AnaSayfa Kuruluş: 22 Nisan 1987
Dil Derneği, Bakanlar Kurulunun 24.07.2002 tarih ve 2002-4812 sayılı kararı ile kamu yararına çalışan dernektir.
 
Yayın Yönetmeninden
 
ÇAĞDAŞ TÜRK DİLİ - Nisan 2022 
       
         SAVAŞ SAVAŞANLARIN SAVAŞI MI?             

      Ertuğrul Özüaydın

Savaşların biçim verdiği dünyayı yaratmak için mi tabur tabur askerler yetiştirilir? Neden şehirlerin arka bahçesinde top tüfek kullanmayı öğretirler? Niçin usta nişancı olunur? Yakın dövüş niçin öğretilir? Büyük büyük ordular hangi gereklilik doğrultusunda kurulur? Bütün bunların ardındaki düşünce şimdi görünmeyen ama gelecekte doğabilecek bir savaşın ön hazırlıkları değil mi? Böylesi düşüncelerin ışığında savaş becerileri kazandırmaya yönelik çabaların artması ve savaşın yüceltilmesi önümüze geleceğe ilişkin karamsar ve hüzünlü bir tablo koyuyor. İşte dünya üzerinde savaş ve savaşı oluşturan anlayışların tümü ortadan kalkmadıkça bu büyük sorunu konuşup tartışmayı sürdüreceğiz. İnsanlığı savaşa kurban edeceğiz.

İnsan kendini sevgiye, güzelliğe verirse anlamsız ve önemsiz kavgaların, savaşların yerini dostluk alır, barış alır, sevda alır. Oysa bir asker ne biliyorsa silah başında öğrenmiştir, silahla eğitilmiştir.

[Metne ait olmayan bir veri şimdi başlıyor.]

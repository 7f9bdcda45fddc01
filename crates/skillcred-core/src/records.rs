//! Submissions, ledger credential records, and their local mirrors.

use chrono::{DateTime, Duration, Utc};
use serde::{Deserialize, Serialize};
use std::fmt;
use uuid::Uuid;

use crate::error::CoreError;
use crate::mirror_state::{MirrorEvent, MirrorStateMachine, MirrorStatus};
use crate::types::{CredentialId, HolderId, IdempotencyKey, IssuerId, SubmissionId, TxRef};

/// Review outcome recorded by the review collaborator.
#[derive(Debug, Clone, Copy, PartialEq, Eq, Serialize, Deserialize)]
#[serde(rename_all = "snake_case")]
pub enum ReviewStatus {
    Pending,
    Approved,
    Rejected,
}

impl fmt::Display for ReviewStatus {
    fn fmt(&self, f: &mut fmt::Formatter<'_>) -> fmt::Result {
        match self {
            Self::Pending => write!(f, "pending"),
            Self::Approved => write!(f, "approved"),
            Self::Rejected => write!(f, "rejected"),
        }
    }
}

/// A reviewed task submission.
#[derive(Debug, Clone, PartialEq, Eq, Serialize, Deserialize)]
pub struct Submission {
    pub id: SubmissionId,
    pub holder: HolderId,
    pub skill: String,
    /// Content hash of the uploaded proof, when the artifact store produced one.
    pub artifact_ref: Option<String>,
    pub review_status: ReviewStatus,
    pub reviewer: Option<String>,
    pub review_notes: Option<String>,
    pub created_at: DateTime<Utc>,
    pub updated_at: DateTime<Utc>,
}

/// "Submission approved" event emitted by the review collaborator.
#[derive(Debug, Clone, Serialize, Deserialize)]
pub struct ApprovedSubmission {
    pub submission_id: SubmissionId,
    pub holder: HolderId,
    pub skill: String,
    #[serde(default)]
    pub artifact_ref: Option<String>,
    #[serde(default)]
    pub reviewer: Option<String>,
    #[serde(default)]
    pub review_notes: Option<String>,
}

impl ApprovedSubmission {
    /// Check the fields a ledger write depends on.
    pub fn validate(&self) -> Result<(), CoreError> {
        SubmissionId::parse(self.submission_id.as_str())?;
        HolderId::parse(self.holder.as_str())?;
        if self.skill.trim().is_empty() {
            return Err(CoreError::MissingField("skill".into()));
        }
        Ok(())
    }

    /// Build the submission record, keeping `created_at` from an earlier version.
    pub fn into_submission(self, created_at: Option<DateTime<Utc>>, now: DateTime<Utc>) -> Submission {
        Submission {
            id: self.submission_id,
            holder: self.holder,
            skill: self.skill,
            artifact_ref: self.artifact_ref,
            review_status: ReviewStatus::Approved,
            reviewer: self.reviewer,
            review_notes: self.review_notes,
            created_at: created_at.unwrap_or(now),
            updated_at: now,
        }
    }
}

/// A credential as held by the ledger. The ledger is the only writer.
#[derive(Debug, Clone, PartialEq, Eq, Serialize, Deserialize)]
pub struct CredentialRecord {
    pub id: CredentialId,
    pub holder: HolderId,
    pub issuer: IssuerId,
    pub skill: String,
    pub artifact_hash: Option<String>,
    pub issued_at: DateTime<Utc>,
    /// Cleared by revocation; never set again.
    pub active: bool,
    /// Key the credential was written under, if the ledger reports it.
    #[serde(default)]
    pub idempotency_key: Option<IdempotencyKey>,
}

/// Local cache row shadowing one submission's ledger credential.
#[derive(Debug, Clone, PartialEq, Eq, Serialize, Deserialize)]
pub struct LocalCredentialMirror {
    pub local_id: Uuid,
    pub submission_id: SubmissionId,
    pub idempotency_key: IdempotencyKey,
    pub holder: HolderId,
    pub skill: String,
    pub artifact_hash: Option<String>,
    pub issuer: Option<IssuerId>,
    pub ledger_id: Option<CredentialId>,
    pub tx_ref: Option<TxRef>,
    pub status: MirrorStatus,
    pub active: Option<bool>,
    pub issued_at: Option<DateTime<Utc>>,
    pub failure_reason: Option<String>,
    pub reviewer: Option<String>,
    pub review_notes: Option<String>,
    /// Number of times an attempt lease was taken on this row.
    pub attempts: u32,
    /// While set and in the future, an attempt owns the ledger call.
    pub lease_until: Option<DateTime<Utc>>,
    pub created_at: DateTime<Utc>,
    pub updated_at: DateTime<Utc>,
    pub last_reconciled_at: Option<DateTime<Utc>>,
}

impl LocalCredentialMirror {
    /// A fresh `pending_ledger_write` row for a submission.
    pub fn pending(submission: &Submission, now: DateTime<Utc>) -> Self {
        Self {
            local_id: Uuid::now_v7(),
            submission_id: submission.id.clone(),
            idempotency_key: IdempotencyKey::for_submission(&submission.id),
            holder: submission.holder.clone(),
            skill: submission.skill.clone(),
            artifact_hash: submission.artifact_ref.clone(),
            issuer: None,
            ledger_id: None,
            tx_ref: None,
            status: MirrorStatus::PendingLedgerWrite,
            active: None,
            issued_at: None,
            failure_reason: None,
            reviewer: submission.reviewer.clone(),
            review_notes: submission.review_notes.clone(),
            attempts: 0,
            lease_until: None,
            created_at: now,
            updated_at: now,
            last_reconciled_at: None,
        }
    }

    /// Apply a state machine event.
    pub fn apply(&mut self, event: MirrorEvent, now: DateTime<Utc>) -> Result<(), CoreError> {
        self.status = MirrorStateMachine::transition(self.status, event)?;
        self.updated_at = now;
        Ok(())
    }

    /// Record the ledger's confirmation of the write.
    pub fn confirm(
        &mut self,
        credential_id: CredentialId,
        tx_ref: Option<TxRef>,
        now: DateTime<Utc>,
    ) -> Result<(), CoreError> {
        self.apply(MirrorEvent::LedgerConfirmed, now)?;
        self.ledger_id = Some(credential_id);
        if tx_ref.is_some() {
            self.tx_ref = tx_ref;
        }
        self.failure_reason = None;
        self.lease_until = None;
        Ok(())
    }

    /// Copy the authoritative fields of a ledger record into this row.
    pub fn mirror_from(&mut self, record: &CredentialRecord, now: DateTime<Utc>) -> Result<(), CoreError> {
        self.apply(MirrorEvent::MirrorWritten, now)?;
        self.ledger_id = Some(record.id.clone());
        self.holder = record.holder.clone();
        self.skill = record.skill.clone();
        self.issuer = Some(record.issuer.clone());
        self.artifact_hash = record.artifact_hash.clone();
        self.issued_at = Some(record.issued_at);
        self.active = Some(record.active);
        self.last_reconciled_at = Some(now);
        Ok(())
    }

    /// Mark the issuance as definitively rejected by the ledger.
    pub fn reject(&mut self, reason: impl Into<String>, now: DateTime<Utc>) -> Result<(), CoreError> {
        self.apply(MirrorEvent::LedgerRejected, now)?;
        self.failure_reason = Some(reason.into());
        self.lease_until = None;
        Ok(())
    }

    /// Downgrade after the ledger definitively denied the credential exists.
    pub fn orphan(&mut self, now: DateTime<Utc>) -> Result<(), CoreError> {
        self.apply(MirrorEvent::LedgerAbsent, now)?;
        self.failure_reason = Some("ledger reports credential does not exist".into());
        self.last_reconciled_at = Some(now);
        Ok(())
    }

    /// Re-open a failed row for another issuance attempt.
    pub fn retry(&mut self, now: DateTime<Utc>) -> Result<(), CoreError> {
        self.apply(MirrorEvent::Retry, now)?;
        self.failure_reason = None;
        self.lease_until = None;
        Ok(())
    }

    /// Set the attempt lease to run `lease` from `now`.
    pub fn extend_lease(&mut self, lease: Duration, now: DateTime<Utc>) {
        self.lease_until = Some(now.checked_add_signed(lease).unwrap_or(DateTime::<Utc>::MAX_UTC));
        self.updated_at = now;
    }

    /// Whether an attempt currently owns the ledger call.
    pub fn lease_active(&self, now: DateTime<Utc>) -> bool {
        self.lease_until.is_some_and(|until| until > now)
    }

    /// Time since the row last agreed with the ledger.
    pub fn age(&self, now: DateTime<Utc>) -> Option<Duration> {
        self.last_reconciled_at.map(|at| now - at)
    }

    /// Whether the fast path may serve this row without asking the ledger.
    pub fn is_fresh(&self, max_age: Duration, now: DateTime<Utc>) -> bool {
        self.status == MirrorStatus::Mirrored && self.age(now).is_some_and(|age| age <= max_age)
    }

    /// Rebuild the ledger record from the cached copy, if it is complete.
    pub fn cached_record(&self) -> Option<CredentialRecord> {
        Some(CredentialRecord {
            id: self.ledger_id.clone()?,
            holder: self.holder.clone(),
            issuer: self.issuer.clone()?,
            skill: self.skill.clone(),
            artifact_hash: self.artifact_hash.clone(),
            issued_at: self.issued_at?,
            active: self.active?,
            idempotency_key: Some(self.idempotency_key.clone()),
        })
    }

    /// Whether the cached copy contradicts the ledger on validity-relevant fields.
    pub fn disagrees_with(&self, record: &CredentialRecord) -> bool {
        self.active != Some(record.active) || self.holder != record.holder || self.skill != record.skill
    }

    /// What the API may say about this submission's issuance.
    pub fn issuance_view(&self) -> IssuanceView {
        let state = match self.status {
            MirrorStatus::PendingLedgerWrite => IssuanceState::Issuing,
            MirrorStatus::LedgerConfirmedUnmirrored => IssuanceState::Confirmed,
            MirrorStatus::Mirrored => IssuanceState::Issued,
            MirrorStatus::MirrorFailed => IssuanceState::IssuanceFailed,
            MirrorStatus::Orphaned => IssuanceState::Orphaned,
        };
        IssuanceView {
            submission_id: self.submission_id.clone(),
            state,
            mirror_status: Some(self.status),
            credential_id: self.ledger_id.clone(),
            failure_reason: self.failure_reason.clone(),
        }
    }
}

/// Submission-level issuance state shown to UI/API collaborators.
///
/// `Issued` is reported only once the mirror is `mirrored`.
#[derive(Debug, Clone, Copy, PartialEq, Eq, Serialize, Deserialize)]
#[serde(rename_all = "snake_case")]
pub enum IssuanceState {
    /// Review is pending or was rejected; issuance cannot start.
    NotApproved,
    Approved,
    Issuing,
    Confirmed,
    Issued,
    IssuanceFailed,
    Orphaned,
}

/// Issuance summary for one submission.
#[derive(Debug, Clone, PartialEq, Eq, Serialize, Deserialize)]
pub struct IssuanceView {
    pub submission_id: SubmissionId,
    pub state: IssuanceState,
    pub mirror_status: Option<MirrorStatus>,
    pub credential_id: Option<CredentialId>,
    pub failure_reason: Option<String>,
}

impl IssuanceView {
    /// View for a submission with no issuance attempt yet.
    pub fn unissued(submission: &Submission) -> Self {
        let state = if submission.review_status == ReviewStatus::Approved {
            IssuanceState::Approved
        } else {
            IssuanceState::NotApproved
        };
        Self {
            submission_id: submission.id.clone(),
            state,
            mirror_status: None,
            credential_id: None,
            failure_reason: None,
        }
    }
}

Bu yüzden en belirleyici özelliği savaşçı yanıdır. Nazım Hikmet’in “23 Sentlik Askere Dair” şiirinde dediği gibi “ağzı burnu, eli ayağı yerinde / üniforması, otomatiği üzerinde, / yani öldürmeye, öldürülmeye hazır, / belki tavşan gibi korkak, / belki toprak gibi akıllı, / belki gençlik gibi cesur, / belki su gibi kurnaz”. Kuşkusuz askeri kuşatan duygu ve düşünceler savaşın gerçekliğiydi. Kendisine böylesi sorumluluklar yüklenmiş o kişinin öylesine çaresiz, öylesine boyun eğmişliği, en acıklı görüntüsüydü.

Eskiden neyse bugün de öyle barışa sevgiden, mutluluktan, aşktan gidilir. Savaşa savaştan gidilir. Çekilen onca acıya karşın değişen nedir? Ne yazık ki sanatın sanatçının insanla sevgiyi, iyilikle güzelliği bütünleştirme çabaları bu anlamda karşılık bulmamıştır.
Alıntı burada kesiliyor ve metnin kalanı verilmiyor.